//! Core types and traits for SVM implementation

pub mod error;
pub mod traits;
pub mod types;

pub use self::error::*;
pub use self::traits::*;
pub use self::types::*;
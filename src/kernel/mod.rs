//! Kernel functions for SVM

pub mod linear;
pub mod polynomial;
pub mod rbf;
pub mod registry;
pub mod sigmoid;
pub mod traits;

pub use self::linear::*;
pub use self::polynomial::*;
pub use self::rbf::*;
pub use self::registry::*;
pub use self::sigmoid::*;
pub use self::traits::*;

════════════════════

Please extract exactly, and only, the lines from the line containing "pub use self::polynomial::*;" through the last line of the records.

## Solution to the exercise:
pub use self::polynomial::*;
pub use self::rbf::*;
pub use self::registry::*;
pub use self::sigmoid::*;
pub use self::traits::*;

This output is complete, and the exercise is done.